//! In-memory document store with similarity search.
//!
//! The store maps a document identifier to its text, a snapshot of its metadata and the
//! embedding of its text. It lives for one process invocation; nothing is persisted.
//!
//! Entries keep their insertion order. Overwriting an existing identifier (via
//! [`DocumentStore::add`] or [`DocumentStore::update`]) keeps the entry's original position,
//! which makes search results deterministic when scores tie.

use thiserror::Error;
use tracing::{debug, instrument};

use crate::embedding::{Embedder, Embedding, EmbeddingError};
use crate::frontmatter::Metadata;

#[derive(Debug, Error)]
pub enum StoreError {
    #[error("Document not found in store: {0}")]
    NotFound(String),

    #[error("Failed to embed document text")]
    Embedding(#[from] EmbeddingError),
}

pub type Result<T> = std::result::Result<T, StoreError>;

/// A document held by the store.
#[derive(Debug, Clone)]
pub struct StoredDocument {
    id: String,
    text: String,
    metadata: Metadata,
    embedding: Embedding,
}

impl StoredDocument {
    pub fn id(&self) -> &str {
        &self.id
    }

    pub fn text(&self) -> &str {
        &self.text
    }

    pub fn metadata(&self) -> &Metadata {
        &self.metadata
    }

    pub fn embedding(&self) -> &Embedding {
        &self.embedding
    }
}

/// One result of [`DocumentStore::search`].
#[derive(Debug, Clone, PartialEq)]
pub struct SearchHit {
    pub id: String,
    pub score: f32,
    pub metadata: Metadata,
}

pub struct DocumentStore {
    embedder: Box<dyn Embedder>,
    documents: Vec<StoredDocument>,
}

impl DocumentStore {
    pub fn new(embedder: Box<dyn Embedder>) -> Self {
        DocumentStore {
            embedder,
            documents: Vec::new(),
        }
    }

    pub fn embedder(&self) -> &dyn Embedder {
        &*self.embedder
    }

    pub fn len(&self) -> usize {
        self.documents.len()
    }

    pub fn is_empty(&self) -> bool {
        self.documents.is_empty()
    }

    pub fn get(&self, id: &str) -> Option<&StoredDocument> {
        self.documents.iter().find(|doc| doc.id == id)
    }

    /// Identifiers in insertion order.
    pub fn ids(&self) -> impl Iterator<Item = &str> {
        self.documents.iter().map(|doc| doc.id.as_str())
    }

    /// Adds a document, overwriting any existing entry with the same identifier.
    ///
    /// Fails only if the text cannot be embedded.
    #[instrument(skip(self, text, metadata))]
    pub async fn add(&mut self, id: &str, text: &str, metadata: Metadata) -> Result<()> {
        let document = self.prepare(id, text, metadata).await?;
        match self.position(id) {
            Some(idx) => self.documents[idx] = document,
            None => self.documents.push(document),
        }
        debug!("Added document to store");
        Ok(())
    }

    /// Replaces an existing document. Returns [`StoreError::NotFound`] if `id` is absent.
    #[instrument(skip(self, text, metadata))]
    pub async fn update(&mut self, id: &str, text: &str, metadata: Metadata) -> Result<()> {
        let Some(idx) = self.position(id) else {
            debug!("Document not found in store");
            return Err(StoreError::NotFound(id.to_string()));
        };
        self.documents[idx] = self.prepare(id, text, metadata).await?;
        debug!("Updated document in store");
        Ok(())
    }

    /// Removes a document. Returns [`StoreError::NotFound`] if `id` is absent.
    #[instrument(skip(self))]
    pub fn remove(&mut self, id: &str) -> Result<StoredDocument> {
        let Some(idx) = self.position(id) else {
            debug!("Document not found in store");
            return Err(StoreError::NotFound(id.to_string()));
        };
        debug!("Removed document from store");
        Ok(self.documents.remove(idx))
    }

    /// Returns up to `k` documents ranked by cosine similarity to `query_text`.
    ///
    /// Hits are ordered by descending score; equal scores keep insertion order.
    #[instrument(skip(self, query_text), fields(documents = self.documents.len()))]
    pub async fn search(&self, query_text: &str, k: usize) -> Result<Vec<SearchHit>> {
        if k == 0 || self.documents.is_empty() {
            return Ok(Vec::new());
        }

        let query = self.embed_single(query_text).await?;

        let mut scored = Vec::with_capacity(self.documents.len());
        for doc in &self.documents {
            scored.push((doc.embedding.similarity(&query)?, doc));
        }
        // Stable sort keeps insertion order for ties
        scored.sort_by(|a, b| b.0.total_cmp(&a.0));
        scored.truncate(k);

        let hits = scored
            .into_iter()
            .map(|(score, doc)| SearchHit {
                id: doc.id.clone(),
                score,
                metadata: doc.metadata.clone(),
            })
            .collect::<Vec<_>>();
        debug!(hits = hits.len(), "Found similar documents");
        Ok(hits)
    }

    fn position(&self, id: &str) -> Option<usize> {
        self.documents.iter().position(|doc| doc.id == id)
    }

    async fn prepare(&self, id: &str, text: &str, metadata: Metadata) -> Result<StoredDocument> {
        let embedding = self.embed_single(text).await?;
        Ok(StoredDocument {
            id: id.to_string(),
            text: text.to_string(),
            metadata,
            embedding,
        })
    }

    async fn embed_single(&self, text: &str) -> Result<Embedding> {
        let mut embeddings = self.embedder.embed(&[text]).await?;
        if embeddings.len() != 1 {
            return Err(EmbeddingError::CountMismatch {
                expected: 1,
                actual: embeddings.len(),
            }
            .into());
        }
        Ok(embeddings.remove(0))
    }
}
* * *
■ Work request
Output, please, only the lines running from the start of the entries through the line that contains "existing identifier (via", including both of those lines.

■ Response to this exercise
//! In-memory document store with similarity search.
//!
//! The store maps a document identifier to its text, a snapshot of its metadata and the
//! embedding of its text. It lives for one process invocation; nothing is persisted.
//!
//! Entries keep their insertion order. Overwriting an existing identifier (via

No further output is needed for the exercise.